Weinig nieuws sinds de kredietcrisis, maar Wagenhofer begon al met zijn film voordat de zeepbel van het financiële systeem tot ontploffing kwam. Niet zozeer de feiten verrassen, als wel dat het voornamelijk investeerders, fondsmanagers en andere mensen van binnenuit zijn die ze uit de doeken doen. Zoals de ‘economisch moordenaar’ van de Wereldbank, die openlijk toegeeft leiders van arme landen om te kopen ter behartiging van Amerikaanse economische belangen.
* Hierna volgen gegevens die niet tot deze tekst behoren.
//! HTTP backend for the Generative Language REST API.
//!
//! Two endpoints are used:
//!
//! ```text
//! GET  {base}/models?pageSize=…            model catalog
//! POST {base}/models/{id}:generateContent  one page → text
//! ```
//!
//! The API key travels in the `x-goog-api-key` header rather than the query
//! string so it never shows up in logged URLs.

use crate::backend::{normalise_model_id, ModelDescriptor, PageRequest, VisionBackend};
use crate::config::PipelineConfig;
use crate::error::{BackendError, MedNotesError};
use async_trait::async_trait;
use reqwest::header::{HeaderMap, HeaderValue, CONTENT_TYPE, RETRY_AFTER};
use reqwest::Client;
use serde::{Deserialize, Serialize};
use std::time::Duration;
use tracing::debug;

/// Safety categories overridden on every request.
pub const SAFETY_CATEGORIES: &[&str] = &[
    "HARM_CATEGORY_HARASSMENT",
    "HARM_CATEGORY_HATE_SPEECH",
    "HARM_CATEGORY_SEXUALLY_EXPLICIT",
    "HARM_CATEGORY_DANGEROUS_CONTENT",
];

/// Catalog method name that marks a model as usable for extraction.
const GENERATE_METHOD: &str = "generateContent";

/// Catalog page size and page cap.
const CATALOG_PAGE_SIZE: u32 = 1000;
const MAX_CATALOG_PAGES: usize = 10;

/// Client for the Gemini `generateContent` and `models` endpoints.
#[derive(Clone)]
pub struct GeminiClient {
    http: Client,
    base_url: String,
}

impl std::fmt::Debug for GeminiClient {
    fn fmt(&self, f: &mut std::fmt::Formatter<'_>) -> std::fmt::Result {
        f.debug_struct("GeminiClient")
            .field("base_url", &self.base_url)
            .finish_non_exhaustive()
    }
}

impl GeminiClient {
    /// Build a client with the given key, endpoint and per-request timeout.
    pub fn new(
        api_key: &str,
        base_url: &str,
        timeout: Duration,
    ) -> Result<Self, MedNotesError> {
        if api_key.trim().is_empty() {
            return Err(MedNotesError::MissingApiKey);
        }
        let mut headers = HeaderMap::new();
        let mut key = HeaderValue::from_str(api_key.trim())
            .map_err(|e| MedNotesError::InvalidConfig(format!("invalid API key: {e}")))?;
        key.set_sensitive(true);
        headers.insert("x-goog-api-key", key);
        headers.insert(CONTENT_TYPE, HeaderValue::from_static("application/json"));

        let http = Client::builder()
            .timeout(timeout)
            .default_headers(headers)
            .build()
            .map_err(|e| MedNotesError::HttpClient(e.to_string()))?;

        Ok(Self {
            http,
            base_url: base_url.trim_end_matches('/').to_string(),
        })
    }

    /// Build a client from the pipeline configuration.
    pub fn from_config(config: &PipelineConfig) -> Result<Self, MedNotesError> {
        let key = config
            .api_key
            .as_deref()
            .ok_or(MedNotesError::MissingApiKey)?;
        Self::new(
            key,
            &config.base_url,
            Duration::from_secs(config.api_timeout_secs),
        )
    }

    fn generate_url(&self, model: &str) -> String {
        format!(
            "{}/models/{}:generateContent",
            self.base_url,
            normalise_model_id(model)
        )
    }

    fn catalog_url(&self) -> String {
        format!("{}/models", self.base_url)
    }
}

#[async_trait]
impl VisionBackend for GeminiClient {
    fn name(&self) -> &str {
        "gemini"
    }

    async fn list_models(&self) -> Result<Vec<ModelDescriptor>, BackendError> {
        let mut models = Vec::new();
        let mut page_token: Option<String> = None;

        for _ in 0..MAX_CATALOG_PAGES {
            let mut req = self
                .http
                .get(self.catalog_url())
                .query(&[("pageSize", CATALOG_PAGE_SIZE.to_string())]);
            if let Some(ref token) = page_token {
                req = req.query(&[("pageToken", token)]);
            }

            let resp = req.send().await?;
            let status = resp.status();
            if !status.is_success() {
                let retry_after = retry_after_secs(resp.headers());
                let body = resp.text().await.unwrap_or_default();
                return Err(BackendError::from_status(
                    status.as_u16(),
                    "",
                    &body,
                    retry_after,
                ));
            }

            let parsed: ListModelsResponse = resp.json().await?;
            models.extend(parsed.models.into_iter().map(ModelDescriptor::from));

            match parsed.next_page_token {
                Some(token) if !token.is_empty() => page_token = Some(token),
                _ => break,
            }
        }

        debug!("Catalog returned {} models", models.len());
        Ok(models)
    }

    async fn generate(&self, model: &str, request: &PageRequest) -> Result<String, BackendError> {
        let body = GenerateContentRequest::from_page(request);
        let url = self.generate_url(model);
        debug!(
            "POST {} ({} base64 bytes, {})",
            url,
            request.data_base64.len(),
            request.mime_type
        );

        let resp = self.http.post(&url).json(&body).send().await?;
        let status = resp.status();
        if !status.is_success() {
            let retry_after = retry_after_secs(resp.headers());
            let text = resp.text().await.unwrap_or_default();
            return Err(BackendError::from_status(
                status.as_u16(),
                normalise_model_id(model),
                &text,
                retry_after,
            ));
        }

        let parsed: GenerateContentResponse = resp.json().await?;
        parsed.into_text()
    }
}

/// Parse a `Retry-After` header given in seconds.
fn retry_after_secs(headers: &HeaderMap) -> Option<u64> {
    headers
        .get(RETRY_AFTER)?
        .to_str()
        .ok()?
        .trim()
        .parse()
        .ok()
}

// ── Wire types: request ──────────────────────────────────────────────────

#[derive(Debug, Serialize)]
#[serde(rename_all = "camelCase")]
struct GenerateContentRequest<'a> {
    contents: Vec<Content<'a>>,
    safety_settings: Vec<SafetySetting>,
    generation_config: GenerationConfig,
}

impl<'a> GenerateContentRequest<'a> {
    fn from_page(request: &'a PageRequest) -> Self {
        let threshold = request.safety_threshold.as_api_str();
        Self {
            contents: vec![Content {
                role: "user",
                parts: vec![
                    Part::Text {
                        text: &request.prompt,
                    },
                    Part::InlineData {
                        inline_data: InlineData {
                            mime_type: &request.mime_type,
                            data: &request.data_base64,
                        },
                    },
                ],
            }],
            safety_settings: SAFETY_CATEGORIES
                .iter()
                .map(|&category| SafetySetting {
                    category,
                    threshold,
                })
                .collect(),
            generation_config: GenerationConfig {
                temperature: request.temperature,
                max_output_tokens: request.max_output_tokens,
            },
        }
    }
}

#[derive(Debug, Serialize)]
struct Content<'a> {
    role: &'static str,
    parts: Vec<Part<'a>>,
}

#[derive(Debug, Serialize)]
#[serde(untagged)]
enum Part<'a> {
    Text {
        text: &'a str,
    },
    #[serde(rename_all = "camelCase")]
    InlineData { inline_data: InlineData<'a> },
}

#[derive(Debug, Serialize)]
#[serde(rename_all = "camelCase")]
struct InlineData<'a> {
    mime_type: &'a str,
    data: &'a str,
}

#[derive(Debug, Serialize)]
struct SafetySetting {
    category: &'static str,
    threshold: &'static str,
}

#[derive(Debug, Serialize)]
#[serde(rename_all = "camelCase")]
struct GenerationConfig {
    temperature: f32,
    max_output_tokens: u32,
}

// ── Wire types: responses ────────────────────────────────────────────────

#[derive(Debug, Deserialize)]
#[serde(rename_all = "camelCase")]
struct GenerateContentResponse {
    #[serde(default)]
    candidates: Vec<Candidate>,
    prompt_feedback: Option<PromptFeedback>,
}

#[derive(Debug, Deserialize)]
#[serde(rename_all = "camelCase")]
struct Candidate {
    content: Option<CandidateContent>,
    finish_reason: Option<String>,
}

#[derive(Debug, Deserialize)]
struct CandidateContent {
    #[serde(default)]
    parts: Vec<ResponsePart>,
}

#[derive(Debug, Deserialize)]
struct ResponsePart {
    text: Option<String>,
}

#[derive(Debug, Deserialize)]
#[serde(rename_all = "camelCase")]
struct PromptFeedback {
    block_reason: Option<String>,
}

impl GenerateContentResponse {
    /// Concatenate the text parts of the first candidate.
    fn into_text(self) -> Result<String, BackendError> {
        let Some(candidate) = self.candidates.into_iter().next() else {
            let reason = self
                .prompt_feedback
                .and_then(|f| f.block_reason)
                .unwrap_or_else(|| "no candidates returned".to_string());
            return Err(BackendError::Blocked { reason });
        };

        let text: String = candidate
            .content
            .map(|c| c.parts.into_iter().filter_map(|p| p.text).collect())
            .unwrap_or_default();

        if !text.trim().is_empty() {
            return Ok(text);
        }
        match candidate.finish_reason.as_deref() {
            Some(reason @ ("SAFETY" | "RECITATION" | "PROHIBITED_CONTENT" | "BLOCKLIST")) => {
                Err(BackendError::Blocked {
                    reason: reason.to_string(),
                })
            }
            _ => Err(BackendError::EmptyResponse),
        }
    }
}

#[derive(Debug, Deserialize)]
#[serde(rename_all = "camelCase")]
struct ListModelsResponse {
    #[serde(default)]
    models: Vec<CatalogEntry>,
    next_page_token: Option<String>,
}

#[derive(Debug, Deserialize)]
#[serde(rename_all = "camelCase")]
struct CatalogEntry {
    name: String,
    display_name: Option<String>,
    #[serde(default)]
    supported_generation_methods: Vec<String>,
}

impl From<CatalogEntry> for ModelDescriptor {
    fn from(entry: CatalogEntry) -> Self {
        let supports_generation = entry
            .supported_generation_methods
            .iter()
            .any(|m| m == GENERATE_METHOD);
        ModelDescriptor {
            id: normalise_model_id(&entry.name).to_string(),
            display_name: entry.display_name,
            supports_generation,
        }
    }
}

#[cfg(test)]
mod tests {
    use super::*;
    use crate::config::SafetyThreshold;
    use serde_json::{json, Value};

    fn sample_request() -> PageRequest {
        PageRequest {
            prompt: "Extract the text.".into(),
            mime_type: "image/png".into(),
            data_base64: "aGVsbG8=".into(),
            temperature: 0.1,
            max_output_tokens: 1024,
            safety_threshold: SafetyThreshold::BlockNone,
        }
    }

    #[test]
    fn request_body_carries_prompt_image_and_safety_overrides() {
        let req = sample_request();
        let body: Value = serde_json::to_value(GenerateContentRequest::from_page(&req)).unwrap();

        let parts = &body["contents"][0]["parts"];
        assert_eq!(parts[0]["text"], "Extract the text.");
        assert_eq!(parts[1]["inlineData"]["mimeType"], "image/png");
        assert_eq!(parts[1]["inlineData"]["data"], "aGVsbG8=");

        let settings = body["safetySettings"].as_array().unwrap();
        assert_eq!(settings.len(), 4);
        for category in SAFETY_CATEGORIES {
            assert!(settings
                .iter()
                .any(|s| s["category"] == *category && s["threshold"] == "BLOCK_NONE"));
        }
        assert_eq!(body["generationConfig"]["maxOutputTokens"], 1024);
    }

    #[test]
    fn response_text_parts_are_joined() {
        let resp: GenerateContentResponse = serde_json::from_value(json!({
            "candidates": [{
                "content": { "parts": [{ "text": "# Diagnosis\n" }, { "text": "Fever." }] },
                "finishReason": "STOP"
            }]
        }))
        .unwrap();
        assert_eq!(resp.into_text().unwrap(), "# Diagnosis\nFever.");
    }

    #[test]
    fn blocked_prompt_is_reported() {
        let resp: GenerateContentResponse = serde_json::from_value(json!({
            "promptFeedback": { "blockReason": "SAFETY" }
        }))
        .unwrap();
        assert_eq!(
            resp.into_text().unwrap_err(),
            BackendError::Blocked {
                reason: "SAFETY".into()
            }
        );
    }

    #[test]
    fn empty_candidate_is_an_error() {
        let resp: GenerateContentResponse = serde_json::from_value(json!({
            "candidates": [{ "content": { "parts": [] }, "finishReason": "STOP" }]
        }))
        .unwrap();
        assert_eq!(resp.into_text().unwrap_err(), BackendError::EmptyResponse);

        let resp: GenerateContentResponse = serde_json::from_value(json!({
            "candidates": [{ "finishReason": "SAFETY" }]
        }))
        .unwrap();
        assert!(matches!(resp.into_text(), Err(BackendError::Blocked { .. })));
    }

    #[test]
    fn catalog_entries_map_to_descriptors() {
        let resp: ListModelsResponse = serde_json::from_value(json!({
            "models": [
                {
                    "name": "models/gemini-1.5-flash",
                    "displayName": "Gemini 1.5 Flash",
                    "supportedGenerationMethods": ["generateContent", "countTokens"]
                },
                {
                    "name": "models/text-embedding-004",
                    "supportedGenerationMethods": ["embedContent"]
                }
            ]
        }))
        .unwrap();
        let models: Vec<ModelDescriptor> =
            resp.models.into_iter().map(ModelDescriptor::from).collect();
        assert_eq!(models[0].id, "gemini-1.5-flash");
        assert!(models[0].supports_generation);
        assert_eq!(models[0].display_name.as_deref(), Some("Gemini 1.5 Flash"));
        assert!(!models[1].supports_generation);
    }

    #[test]
    fn urls_are_built_from_short_ids() {
        let client = GeminiClient::new("k", "https://example.test/v1beta/", Duration::from_secs(5))
            .unwrap();
        assert_eq!(
            client.generate_url("models/gemini-1.5-flash"),
            "https://example.test/v1beta/models/gemini-1.5-flash:generateContent"
        );
        assert_eq!(client.catalog_url(), "https://example.test/v1beta/models");
    }

    #[test]
    fn empty_key_is_rejected() {
        assert!(matches!(
            GeminiClient::new("  ", crate::config::DEFAULT_BASE_URL, Duration::from_secs(1)),
            Err(MedNotesError::MissingApiKey)
        ));
    }

    #[test]
    fn retry_after_header_parsed() {
        let mut headers = HeaderMap::new();
        headers.insert(RETRY_AFTER, HeaderValue::from_static("12"));
        assert_eq!(retry_after_secs(&headers), Some(12));
        headers.insert(RETRY_AFTER, HeaderValue::from_static("Wed, 21 Oct 2015 07:28:00 GMT"));
        assert_eq!(retry_after_secs(&headers), None);
    }

    #[tokio::test]
    async fn unreachable_endpoint_is_a_network_error() {
        // Port 9 (discard) on localhost is closed in test environments.
        let client =
            GeminiClient::new("k", "http://127.0.0.1:9/v1beta", Duration::from_secs(2)).unwrap();
        let err = client.list_models().await.unwrap_err();
        assert!(err.is_retryable(), "got: {err:?}");
    }
}
//! Retry/backoff decisions, kept free of I/O.
//!
//! Each page runs a small state machine:
//!
//! ```text
//! ATTEMPT ──ok──────────────────────────▶ SUCCEED
//!    │
//!    ├─retryable, attempt < max──▶ WAIT(delay) ──▶ ATTEMPT
//!    ├─retryable, attempt = max──▶ FAIL (exhausted)
//!    └─terminal─────────────────▶ FAIL
//! ```
//!
//! [`decide`] is the transition function. It sees only the attempt number,
//! the outcome of that attempt, the policy, and a jitter sample, so every
//! branch is testable without a network or a clock. The driver that sleeps
//! and calls the backend lives in [`crate::pipeline::llm`].

use crate::config::RetryPolicy;
use crate::error::BackendError;
use std::time::Duration;

/// Ceiling applied to server-requested `Retry-After` delays.
pub const MAX_SERVER_DELAY: Duration = Duration::from_secs(60);

/// What to do after one attempt.
#[derive(Debug, Clone, PartialEq)]
pub enum Decision {
    /// The attempt produced text.
    Succeed(String),
    /// Sleep for the given delay, then attempt again.
    Retry(Duration),
    /// Stop. `exhausted` is true when a retryable failure hit the attempt bound.
    Fail {
        error: BackendError,
        exhausted: bool,
    },
}

/// Transition function of the per-page retry state machine.
///
/// `attempt` is the 1-indexed number of the attempt that produced `outcome`.
/// `jitter_sample` must lie in `[0, 1)`.
pub fn decide(
    attempt: u32,
    outcome: Result<String, BackendError>,
    policy: &RetryPolicy,
    jitter_sample: f64,
) -> Decision {
    let error = match outcome {
        Ok(text) => return Decision::Succeed(text),
        Err(e) => e,
    };

    if !error.is_retryable() {
        return Decision::Fail {
            error,
            exhausted: false,
        };
    }
    if attempt >= policy.max_attempts {
        return Decision::Fail {
            error,
            exhausted: true,
        };
    }

    let mut delay = policy.backoff.delay(attempt, jitter_sample);
    if let Some(secs) = error.retry_after_secs() {
        delay = delay.max(Duration::from_secs(secs).min(MAX_SERVER_DELAY));
    }
    Decision::Retry(delay)
}
//! # mednotes
//!
//! Extract text from photographed or scanned medical notes with a hosted
//! Vision Language Model, and assemble the pages into one structured document.
//!
//! ## Pipeline Overview
//!
//! ```text
//! images / PDFs
//!  │
//!  ├─ 1. Input     load files, sniff MIME types, assign ordinals
//!  ├─ 2. Resolve   pick a model from the catalog (or the configured one)
//!  ├─ 3. Dispatch  sequential, or a bounded concurrent pool
//!  ├─ 4. Submit    one generateContent call per attempt, bounded retry/backoff
//!  ├─ 5. Assemble  "# " lines → headings, other lines → paragraphs, by ordinal
//!  └─ 6. Output    Markdown / plain text / JSON, written atomically
//! ```
//!
//! A page that fails never aborts the run. Its slot in the document holds a
//! visible `[EXTRACTION FAILED]` notice and the other pages complete normally.
//!
//! ## Quick Start
//!
//! ```rust,no_run
//! use mednotes::{convert_files, OutputFormat, PipelineConfig};
//!
//! #[tokio::main]
//! async fn main() -> Result<(), Box<dyn std::error::Error>> {
//!     // Reads GEMINI_API_KEY (or GOOGLE_API_KEY).
//!     let config = PipelineConfig::builder()
//!         .api_key_from_env()
//!         .document_title("Medical Notes")
//!         .build()?;
//!     let output = convert_files(&["scan-1.jpg", "scan-2.jpg"], &config).await?;
//!     let markdown = output.document.render(OutputFormat::Markdown)?;
//!     println!("{}", String::from_utf8_lossy(&markdown));
//!     eprintln!("{}/{} pages", output.stats.processed_pages, output.stats.total_pages);
//!     Ok(())
//! }
//! ```
//!
//! ## Feature Flags
//!
//! | Feature | Default | Description |
//! |---------|---------|-------------|
//! | `cli`   | on      | Enables the `mednotes` binary (clap + anyhow + indicatif + tracing-subscriber) |
//!
//! Disable `cli` when using only the library:
//! ```toml
//! mednotes = { version = "0.3", default-features = false }
//! ```
//!
//! ## Testing Without a Network
//!
//! Every remote call goes through [`VisionBackend`]. Supply your own
//! implementation with [`PipelineConfigBuilder::backend`] to run the whole
//! pipeline against a deterministic stub.

// ── Modules ──────────────────────────────────────────────────────────────

pub mod backend;
pub mod config;
pub mod convert;
pub mod document;
pub mod error;
pub mod gemini;
pub mod output;
pub mod page;
pub mod pipeline;
pub mod progress;
pub mod prompts;
pub mod stream;

// ── Re-exports ───────────────────────────────────────────────────────────

pub use backend::{ModelDescriptor, PageRequest, VisionBackend};
pub use config::{
    BackoffPolicy, DispatchStrategy, PipelineConfig, PipelineConfigBuilder, RetryPolicy,
    SafetyThreshold,
};
pub use convert::{
    convert, convert_files, convert_sync, convert_to_file, list_models, preview_model,
    write_output,
};
pub use document::{AssembledDocument, Block, OutputFormat};
pub use error::{BackendError, MedNotesError, PageError};
pub use gemini::GeminiClient;
pub use output::{ConversionOutput, ConversionStats, Outcome, PageResult};
pub use page::Page;
pub use pipeline::resolve::{ResolutionSource, ResolvedModel};
pub use progress::{NoopProgressCallback, PipelineProgressCallback, ProgressCallback};
pub use stream::{convert_stream, PageStream};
let’s make money is minder pamflettistisch dan die andere kredietcrisisdocumentaire capitalism, a love story, maar dat betekent niet dat oplossingen achterwege blijven. Waar Michael Moore het als Amerikaan zoekt in democratische besturing van bedrijven, is Wagenhofers pleidooi voor een evenrediger verdeling van welvaart in de vorm van hogere belastingen misschien wel typisch Europees. Hij past met zijn scherpe aanval op het kapitalisme in elk geval moeiteloos in het rijtje van landgenoten Ulrich Seidl (import/export), Hubert Sauper (darwin’s nightmare) en Nikolaus Geyrhalter (our daily bread). Het lijkt soms wel alsof alle geëngageerde systeemkritiek uit Oostenrijk komt. Documentairemakers in de rest van Europa zijn toch geen oude mannen, te vermoeid om zich nog te verzetten?
Niels Bakker
Eiland in de duinen
SI LE VENT TE FAIT PEUR (Emile Degelin, 1960, België, Cinematek)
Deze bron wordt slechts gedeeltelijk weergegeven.